A.C. : Il existe plusieurs types de jardins partagés. Les jardins familiaux sont des lotissements de parcelles de potagers mises à disposition par une collectivité ou un bailleur social, moyennant une cotisation annuelle. Chaque famille a son petit morceau de terrain, son cabanon, ses outils et cultive pour son loisir et ses besoins dans le respect d'un fonctionnement commun. Par exemple, le jardin de la Balme à Vaulx-en-Velin (Rhône) accueille 27 parcelles individuelles, tout en instaurant des temps conviviaux et le partage d'un composteur. Un collectif d'habitants peut aussi se monter en association pour pouvoir gérer l'espace sur des parcelles collectives et/ou individuelles dans une commune ou un quartier. On retrouve ensuite les jardins d'insertion sociale gérés par un animateur ou une animatrice. Il peut accueillir des foyers sociaux, des institutions médicales ou éducatives, des personnes en difficulté dans un triple objectif : réduire les factures d'achats de nourriture, sortir de l'isolement et retrouver l'estime de soi. Le maraîchage collectif est une autre forme de jardin partagé qui passe par la rémunération d'un maraîcher sur une terre partagée par plusieurs habitants constitués en groupe. Le potager est cultivé par le jardinier avec l'aide des adhérents qui donnent quelques journées par an pour cultiver, récolter et garnir des paniers dont ils bénéficient. Les jardins éphémères ou jardins nomades se pratiquent sur des secteurs en transition urbaine. Ils permettent d'investir la ville de manière temporaire en la «débitumisant» pour créer des jardins de quartier et occuper un espace inutilisé, en attendant la construction d'un projet immobilier. Derrière ce type de jardin, il y a souvent des volontés politiques de création de couloirs de biodiversité. Restent les jardins d'entreprise à destination des salariés et les jardins pédagogiques dans le but d'initier les enfants à l'éducation à l'environnement.

Quelles sont leurs missions ?

A.C. : Un jardin partagé est un outil de développement social. Quelle que soit sa forme, il permet de passer des temps conviviaux. Il apprend la vie en collectif. Comment organise-t-on le travail à plusieurs ? Comment partage-t-on les récoltes ? Comment prend-on des décisions communes ? Tous les jardins partagés n'ont pas d'objectif nourricier, mais apprennent à devenir conscient de l'environnement qui nous entoure. Il y a aussi une question de santé publique car un jardin partagé fait redescendre la température dans les villes et permet d'identifier les sources de pollution en réalisation des analyses d'hydrocarbures et de métaux lourds dans les sols. À chaque fois qu'un jardin partagé s'installe, l'histoire du terrain refait surface et donne souvent accès à de nouvelles informations importantes pour sa pérennisation. Parfois, nous partons d'une friche ou d'un lieu où nous allons devoir prévoir de gros travaux avant de mettre en place le jardin. C'est le cas d'un jardin à Rillieux-la-Pape (Rhône) construit à la place d'un ancien stade de foot.

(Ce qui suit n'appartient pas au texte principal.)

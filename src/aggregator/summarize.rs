//! Grouped summarization of rows into nested counts.
//!
//! Rows are partitioned by an outer key, then counted by an inner key.
//! Both levels keep first-encounter order. Pairs that never occur get no
//! entry; use `densify` when a complete grid is needed.

use super::counter::OrderedCounts;
use super::select::KeySource;
use crate::parser::schema::{GridCell, GroupKey, NestedGroup, Row};
use crate::utils::error::AggregateError;
use log::debug;
use std::collections::HashMap;

/// Group rows by `outer`, counting `inner` within each group
///
/// **Public** - main entry point for summarization
///
/// # Example
/// ```ignore
/// let groups = summarize_groups(&rows, &KeySource::field("Act"), &KeySource::field("Player"))?;
/// // [{ key: 1, members: [{ key: "John", count: 2 }, ...] }, ...]
/// ```
///
/// # Errors
/// * `AggregateError::MissingField` - a row lacks the outer or inner field
/// * `AggregateError::InvalidInput` - a field value cannot be used as a key
pub fn summarize_groups(
    rows: &[Row],
    outer: &KeySource,
    inner: &KeySource,
) -> Result<Vec<NestedGroup>, AggregateError> {
    debug!(
        "Summarizing {} rows by '{}' then '{}'",
        rows.len(),
        outer.name(),
        inner.name()
    );

    let mut groups: Vec<(GroupKey, OrderedCounts)> = Vec::new();
    let mut index: HashMap<GroupKey, usize> = HashMap::new();

    for (i, row) in rows.iter().enumerate() {
        let outer_key = outer.extract(row, i)?;
        let inner_key = inner.extract(row, i)?;

        let slot = match index.get(&outer_key) {
            Some(&slot) => slot,
            None => {
                index.insert(outer_key.clone(), groups.len());
                groups.push((outer_key, OrderedCounts::new()));
                groups.len() - 1
            }
        };
        groups[slot].1.add(inner_key);
    }

    debug!("Built {} groups", groups.len());

    Ok(groups
        .into_iter()
        .map(|(key, counts)| NestedGroup {
            key,
            members: counts.into_counts(),
        })
        .collect())
}

/// Same aggregation as `summarize_groups`, flattened into grid cells
///
/// This is the yearly-count table of the heatmap: one cell per observed
/// `(neighborhood, year)` pair.
pub fn summarize_cells(
    rows: &[Row],
    outer: &KeySource,
    inner: &KeySource,
) -> Result<Vec<GridCell>, AggregateError> {
    Ok(flatten_groups(&summarize_groups(rows, outer, inner)?))
}

/// Flatten nested groups into `(outer, inner, count)` cells
pub fn flatten_groups(groups: &[NestedGroup]) -> Vec<GridCell> {
    groups
        .iter()
        .flat_map(|group| {
            group.members.iter().map(move |member| GridCell {
                outer: group.key.clone(),
                inner: member.key.clone(),
                count: member.count,
            })
        })
        .collect()
}

#[cfg(test)]
mod tests {
    use super::*;
    use crate::parser::schema::AggregatedCount;
    use pretty_assertions::assert_eq;

    fn row(act: i64, player: &str) -> Row {
        Row::new().with("Act", act).with("Player", player)
    }

    #[test]
    fn test_summarize_groups_order_and_counts() {
        let rows = vec![
            row(2, "Jane"),
            row(1, "John"),
            row(2, "John"),
            row(1, "Jane"),
            row(1, "John"),
        ];

        let groups =
            summarize_groups(&rows, &KeySource::field("Act"), &KeySource::field("Player"))
                .unwrap();

        assert_eq!(
            groups,
            vec![
                NestedGroup::new(
                    2,
                    vec![AggregatedCount::new("Jane", 1), AggregatedCount::new("John", 1)]
                ),
                NestedGroup::new(
                    1,
                    vec![AggregatedCount::new("John", 2), AggregatedCount::new("Jane", 1)]
                ),
            ]
        );
    }

    #[test]
    fn test_summarize_groups_empty() {
        let groups =
            summarize_groups(&[], &KeySource::field("Act"), &KeySource::field("Player")).unwrap();
        assert!(groups.is_empty());
    }

    #[test]
    fn test_summarize_groups_missing_inner() {
        let rows = vec![row(1, "John"), Row::new().with("Act", 1)];
        let result = summarize_groups(&rows, &KeySource::field("Act"), &KeySource::field("Player"));
        assert_eq!(result, Err(AggregateError::missing("Player", 1)));
    }

    #[test]
    fn test_summarize_cells_by_year() {
        let rows = vec![
            Row::new().with("Arrond_Nom", "Verdun").with("Date_Plantation", "2012-03-01"),
            Row::new().with("Arrond_Nom", "Verdun").with("Date_Plantation", "2012-09-15"),
            Row::new().with("Arrond_Nom", "Anjou").with("Date_Plantation", "2014-05-05"),
        ];

        let cells = summarize_cells(
            &rows,
            &KeySource::field("Arrond_Nom"),
            &KeySource::year("Date_Plantation"),
        )
        .unwrap();

        assert_eq!(
            cells,
            vec![
                GridCell::new("Verdun", 2012, 2),
                GridCell::new("Anjou", 2014, 1),
            ]
        );
    }
}
//! Plain-text renderer for terminal summaries.
//!
//! Grouped bars become one block per group with proportional bars;
//! heatmap cells are collected and laid out as a shaded grid in `finish`.

use super::{Axis, Domain, Renderer};
use crate::parser::schema::{GridCell, GroupKey, NestedGroup};
use crate::utils::config::OTHER_LABEL;
use colored::Colorize;
use std::collections::HashMap;

const BAR_WIDTH: u64 = 40;
const SHADES: [char; 5] = [' ', '░', '▒', '▓', '█'];

/// Collects renderer calls into a printable string
#[derive(Debug, Default)]
pub struct TextRenderer {
    title: String,
    lines: Vec<String>,
    columns: Vec<GroupKey>,
    rows: Vec<GroupKey>,
    max: u64,
    cells: HashMap<(GroupKey, GroupKey), u64>,
}

impl TextRenderer {
    pub fn new(title: impl Into<String>) -> Self {
        Self {
            title: title.into(),
            ..Self::default()
        }
    }

    /// Render everything drawn so far
    pub fn finish(self) -> String {
        let mut out = Vec::new();
        let rule = "━".repeat(72);

        out.push(format!("  {}", self.title.bold()));
        out.push(format!("  {}", rule));
        out.extend(self.lines.iter().cloned());
        if !self.cells.is_empty() {
            out.extend(self.grid_lines());
        }
        out.push(format!("  {}", rule));

        out.join("\n")
    }

    fn bar(&self, count: u64) -> String {
        let len = if self.max == 0 {
            0
        } else {
            (count * BAR_WIDTH / self.max) as usize
        };
        "█".repeat(len)
    }

    fn shade(&self, count: u64) -> char {
        if self.max == 0 || count == 0 {
            return SHADES[0];
        }
        let step = (count * (SHADES.len() as u64 - 1)).div_ceil(self.max) as usize;
        SHADES[step.min(SHADES.len() - 1)]
    }

    fn grid_lines(&self) -> Vec<String> {
        let mut lines = Vec::with_capacity(self.rows.len() + 1);

        let header: String = self
            .columns
            .iter()
            .map(|c| format!("{:>6}", c.to_string()))
            .collect();
        lines.push(format!("  {:<24} {}", "", header));

        for row in &self.rows {
            let shades: String = self
                .columns
                .iter()
                .map(|col| {
                    let count = self
                        .cells
                        .get(&(row.clone(), col.clone()))
                        .copied()
                        .unwrap_or(0);
                    format!("{:>6}", self.shade(count).to_string().repeat(4))
                })
                .collect();
            lines.push(format!("  {:<24} {}", truncate(&row.to_string(), 24), shades));
        }

        lines.push(format!("  scale: 0 .. {}", self.max));
        lines
    }
}

impl Renderer for TextRenderer {
    fn draw_axis(&mut self, axis: Axis, domain: &Domain) {
        match (axis, domain) {
            (Axis::X, Domain::Band(keys)) => self.columns = keys.clone(),
            (Axis::Y, Domain::Band(keys)) => self.rows = keys.clone(),
            (_, Domain::Linear { max }) => self.max = *max,
            (Axis::Color, Domain::Band(_)) => {}
        }
    }

    fn draw_group(&mut self, group: &NestedGroup) {
        self.lines.push(format!("  {}", group.key.to_string().bold()));
        for member in &group.members {
            let label = format!("{:<20}", truncate(&member.key.to_string(), 20));
            let label = if member.key.as_text() == Some(OTHER_LABEL) {
                label.dimmed().to_string()
            } else {
                label
            };
            self.lines.push(format!(
                "    {} {:>6} {}",
                label,
                member.count,
                self.bar(member.count)
            ));
        }
    }

    fn draw_cell(&mut self, cell: &GridCell) {
        self.cells
            .insert((cell.outer.clone(), cell.inner.clone()), cell.count);
    }

    fn draw_legend(&mut self, keys: &[GroupKey]) {
        let names: Vec<String> = keys.iter().map(ToString::to_string).collect();
        self.lines.push(format!("  legend: {}", names.join(", ")));
    }
}

fn truncate(s: &str, max: usize) -> String {
    if s.chars().count() <= max {
        s.to_string()
    } else {
        let kept: String = s.chars().take(max - 3).collect();
        format!("{}...", kept)
    }
}

#[cfg(test)]
mod tests {
    use super::*;
    use crate::parser::schema::AggregatedCount;
    use crate::render::{render_grouped_bars, render_heatmap};

    #[test]
    fn test_grouped_bars_text() {
        let groups = vec![NestedGroup::new(
            1,
            vec![AggregatedCount::new("John", 4), AggregatedCount::new("Other", 2)],
        )];
        let legend = vec![GroupKey::from("John"), GroupKey::from("Other")];

        let mut renderer = TextRenderer::new("Lines per act");
        render_grouped_bars(&mut renderer, &groups, &legend);
        let out = renderer.finish();

        assert!(out.contains("Lines per act"));
        assert!(out.contains("John"));
        assert!(out.contains(&"█".repeat(40)));
        assert!(out.contains("legend: John, Other"));
    }

    #[test]
    fn test_heatmap_text() {
        let cells = vec![GridCell::new("Verdun", 2010, 4), GridCell::new("Verdun", 2011, 0)];
        let columns = vec![GroupKey::from(2010), GroupKey::from(2011)];
        let rows = vec![GroupKey::from("Verdun")];

        let mut renderer = TextRenderer::new("Plantations");
        render_heatmap(&mut renderer, &cells, &columns, &rows);
        let out = renderer.finish();

        assert!(out.contains("2010"));
        assert!(out.contains("Verdun"));
        assert!(out.contains("████"));
        assert!(out.contains("scale: 0 .. 4"));
    }

    #[test]
    fn test_shade_bounds() {
        let renderer = TextRenderer {
            max: 8,
            ..TextRenderer::default()
        };
        assert_eq!(renderer.shade(0), ' ');
        assert_eq!(renderer.shade(1), '░');
        assert_eq!(renderer.shade(8), '█');
    }

    #[test]
    fn test_truncate() {
        assert_eq!(truncate("short", 10), "short");
        assert_eq!(truncate("a very long neighborhood name", 10), "a very ...");
    }
}
//! Count distribution statistics over aggregated data.
//!
//! `max_count` is the upper bound of the linear y / colour domain
//! `[0, max]` used by the chart binders.

use crate::parser::schema::{GridCell, NestedGroup};
use std::collections::HashSet;

/// Summary of an aggregate's counts
#[derive(Debug, Clone, Default, PartialEq)]
pub struct CountDistribution {
    /// Sum of all counts
    pub total: u64,

    /// Number of outer groups
    pub groups: usize,

    /// Number of `(outer, inner)` entries
    pub entries: usize,

    /// Largest single entry count
    pub max_count: u64,

    /// Mean total per group
    pub mean_per_group: u64,
}

/// Distribution over nested groups
///
/// **Public** - returned to the lines command for logging
pub fn group_distribution(groups: &[NestedGroup]) -> CountDistribution {
    if groups.is_empty() {
        return CountDistribution::default();
    }

    let total: u64 = groups.iter().map(NestedGroup::total).sum();
    let entries = groups.iter().map(|g| g.members.len()).sum();
    let max_count = groups
        .iter()
        .flat_map(|g| g.members.iter().map(|m| m.count))
        .max()
        .unwrap_or(0);

    CountDistribution {
        total,
        groups: groups.len(),
        entries,
        max_count,
        mean_per_group: total / groups.len() as u64,
    }
}

/// Distribution over grid cells; groups are the distinct outer keys
pub fn cell_distribution(cells: &[GridCell]) -> CountDistribution {
    if cells.is_empty() {
        return CountDistribution::default();
    }

    let total: u64 = cells.iter().map(|c| c.count).sum();
    let groups = cells.iter().map(|c| &c.outer).collect::<HashSet<_>>().len();

    CountDistribution {
        total,
        groups,
        entries: cells.len(),
        max_count: cells.iter().map(|c| c.count).max().unwrap_or(0),
        mean_per_group: total / groups.max(1) as u64,
    }
}

impl CountDistribution {
    pub fn is_empty(&self) -> bool {
        self.entries == 0
    }

    /// Get human-readable summary
    ///
    /// **Public** - for logging and debugging
    pub fn summary(&self) -> String {
        format!(
            "Total: {} | Groups: {} | Entries: {} | Max: {} | Mean/group: {}",
            self.total, self.groups, self.entries, self.max_count, self.mean_per_group
        )
    }
}

#[cfg(test)]
mod tests {
    use super::*;
    use crate::parser::schema::AggregatedCount;

    #[test]
    fn test_group_distribution() {
        let groups = vec![
            NestedGroup::new(
                1,
                vec![AggregatedCount::new("John", 6), AggregatedCount::new("Jane", 2)],
            ),
            NestedGroup::new(2, vec![AggregatedCount::new("Jane", 4)]),
        ];

        let dist = group_distribution(&groups);

        assert_eq!(dist.total, 12);
        assert_eq!(dist.groups, 2);
        assert_eq!(dist.entries, 3);
        assert_eq!(dist.max_count, 6);
        assert_eq!(dist.mean_per_group, 6);
    }

    #[test]
    fn test_cell_distribution() {
        let cells = vec![
            GridCell::new("A", 2010, 3),
            GridCell::new("A", 2011, 0),
            GridCell::new("B", 2010, 5),
        ];

        let dist = cell_distribution(&cells);

        assert_eq!(dist.total, 8);
        assert_eq!(dist.groups, 2);
        assert_eq!(dist.max_count, 5);
        assert_eq!(dist.mean_per_group, 4);
    }

    #[test]
    fn test_distribution_empty() {
        let dist = group_distribution(&[]);
        assert!(dist.is_empty());
        assert_eq!(dist.total, 0);
        assert_eq!(cell_distribution(&[]), CountDistribution::default());
    }
}
//! Chart Prep
//!
//! Tabular aggregation helpers that turn flat rows into chart-ready data:
//! grouped counts with a top-N "Other" bucket for grouped bar charts, and
//! zero-filled year grids for heatmaps.
//!
//! This crate provides the core implementation for the
//! `chart-prep` CLI tool.
//!
//! ## Getting Started
//!
//! ```bash
//! chart-prep lines --input lines.json --top 5 --summary
//! chart-prep heatmap --input trees.json --start 2010 --end 2020
//! ```
//!
//! As a library, the pipeline stages live in [`aggregator`] and work on
//! [`parser::Row`] collections without touching the filesystem.

pub mod aggregator;
pub mod commands;
pub mod output;
pub mod parser;
pub mod render;
pub mod utils;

De quelle manière Passe jardins accompagne-t-il les porteurs de projet ?

A.C. : On accompagne les porteurs de projets dans la conception de leur jardin selon leurs propres envies et objectifs. Nous ne donnons pas de projet clé en main, mais nous imaginons ensemble ce qu'il va être possible de planter et de récolter chaque année, quels temps collectifs nous pourrions mettre en place, quels acteurs nous pourrions associer, quels outils il va falloir prévoir... Nous les sensibilisons aussi à une notion très importante, le fondement même des jardins partagés : le terrain reste un bien commun. Quand un adhérent/bénévole impliqué dans un jardin partagé est présent sur son site, le portail reste ouvert, tout le monde peut y rentrer. Ces espaces partagés doivent pouvoir profiter à tous, sans appropriation personnelle de terrain. Évidemment, chaque collectif établit son propre règlement intérieur pour se protéger d'éventuelle dégradation inopinée. La règle de base reste néanmoins que ce lieu soit un espace de partage et de lien social, ouvert à tous.